:: RECORDED INFORMATION
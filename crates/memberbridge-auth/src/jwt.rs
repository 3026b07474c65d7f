//! Member token verification.

use std::sync::Arc;

use base64::Engine;
use jsonwebtoken::{Algorithm, DecodingKey, Validation};
use memberbridge_api::VerifiedIdentity;
use serde::Deserialize;

use crate::config::TrustConfig;
use crate::jwks::{Jwk, KeyCache};
use crate::{Error, Result, TokenError};

/// The only algorithm the issuer signs member tokens with.
pub const PINNED_ALGORITHM: Algorithm = Algorithm::RS512;
const PINNED_ALGORITHM_NAME: &str = "RS512";

/// Claims that must be present before any other check runs. `iat` is
/// enforced by [`MemberClaims`]; `jsonwebtoken` cannot require it by name.
const REQUIRED_CLAIMS: [&str; 4] = ["sub", "iss", "aud", "exp"];

/// Header fields read before the signature is checked.
#[derive(Debug, Deserialize)]
struct UnverifiedHeader {
    alg: Option<String>,
    kid: Option<String>,
}

#[derive(Debug, Deserialize)]
struct MemberClaims {
    sub: String,
    iat: i64,
    exp: i64,
}

/// Verifies member tokens against the issuer's key set.
#[derive(Debug, Clone)]
pub struct TokenVerifier {
    config: Arc<TrustConfig>,
    keys: Arc<KeyCache>,
}

impl TokenVerifier {
    pub fn new(config: Arc<TrustConfig>, keys: Arc<KeyCache>) -> Self {
        Self { config, keys }
    }

    pub fn config(&self) -> &TrustConfig {
        &self.config
    }

    pub fn keys(&self) -> &KeyCache {
        &self.keys
    }

    /// Verify `token` and return the identity it asserts.
    ///
    /// Checks run in a fixed order and stop at the first failure: header
    /// structure, `kid` presence, algorithm pin, key lookup, signature and
    /// claims, then a non-empty subject.
    pub async fn verify(&self, token: &str) -> Result<VerifiedIdentity> {
        let header = parse_unverified_header(token)?;

        let kid = header
            .kid
            .filter(|kid| !kid.is_empty())
            .ok_or(TokenError::MissingKeyId)?;

        if header.alg.as_deref() != Some(PINNED_ALGORITHM_NAME) {
            tracing::debug!(alg = ?header.alg, "token rejected: algorithm not pinned");
            return Err(TokenError::UnexpectedAlgorithm.into());
        }

        let jwk = self
            .keys
            .get_key(&kid)
            .await?
            .ok_or(TokenError::NoMatchingKey)?;

        let key = decoding_key(&jwk)?;
        let claims = self.decode_claims(token, &key)?;

        if claims.sub.is_empty() {
            return Err(TokenError::MissingSubject.into());
        }

        Ok(VerifiedIdentity {
            sub: claims.sub,
            iat: claims.iat,
            exp: claims.exp,
        })
    }

    fn decode_claims(&self, token: &str, key: &DecodingKey) -> Result<MemberClaims> {
        let mut validation = Validation::new(PINNED_ALGORITHM);
        validation.leeway = 0;
        validation.validate_exp = true;
        validation.set_issuer(&[self.config.expected_issuer()]);
        validation.set_audience(&[self.config.expected_audience()]);
        validation.set_required_spec_claims(&REQUIRED_CLAIMS);

        jsonwebtoken::decode::<MemberClaims>(token, key, &validation)
            .map(|data| data.claims)
            .map_err(|e| {
                tracing::warn!(reason = ?e.kind(), "token rejected: verification failed");
                TokenError::VerificationFailed.into()
            })
    }
}

fn parse_unverified_header(token: &str) -> std::result::Result<UnverifiedHeader, TokenError> {
    let mut segments = token.split('.');
    let (Some(header), Some(_payload), Some(_signature), None) = (
        segments.next(),
        segments.next(),
        segments.next(),
        segments.next(),
    ) else {
        return Err(TokenError::InvalidHeader);
    };

    let raw = base64::engine::general_purpose::URL_SAFE_NO_PAD
        .decode(header.trim_end_matches('='))
        .map_err(|_| TokenError::InvalidHeader)?;
    serde_json::from_slice(&raw).map_err(|_| TokenError::InvalidHeader)
}

fn decoding_key(jwk: &Jwk) -> Result<DecodingKey> {
    if jwk.kty != "RSA" {
        tracing::warn!(kid = ?jwk.kid, kty = %jwk.kty, "token rejected: key is not RSA");
        return Err(TokenError::VerificationFailed.into());
    }

    let n = jwk
        .n
        .as_deref()
        .ok_or_else(|| Error::Jwks("RSA JWK missing n".to_string()))?;
    let e = jwk
        .e
        .as_deref()
        .ok_or_else(|| Error::Jwks("RSA JWK missing e".to_string()))?;
    DecodingKey::from_rsa_components(n, e)
        .map_err(|err| Error::Jwks(format!("unusable RSA JWK: {err}")))
}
::::
Everything from the first line of the data through the line holding "const REQUIRED_CLAIMS: [&str;" should be output exactly, and no other lines.

filename crates/memberbridge-auth/src/jwt.rs
repository 3026b07474c65d7f
//! Member token verification.

use std::sync::Arc;

use base64::Engine;
use jsonwebtoken::{Algorithm, DecodingKey, Validation};
use memberbridge_api::VerifiedIdentity;
use serde::Deserialize;

use crate::config::TrustConfig;
use crate::jwks::{Jwk, KeyCache};
use crate::{Error, Result, TokenError};

/// The only algorithm the issuer signs member tokens with.
pub const PINNED_ALGORITHM: Algorithm = Algorithm::RS512;
const PINNED_ALGORITHM_NAME: &str = "RS512";

/// Claims that must be present before any other check runs. `iat` is
/// enforced by [`MemberClaims`]; `jsonwebtoken` cannot require it by name.
const REQUIRED_CLAIMS: [&str; 4] = ["sub", "iss", "aud", "exp"];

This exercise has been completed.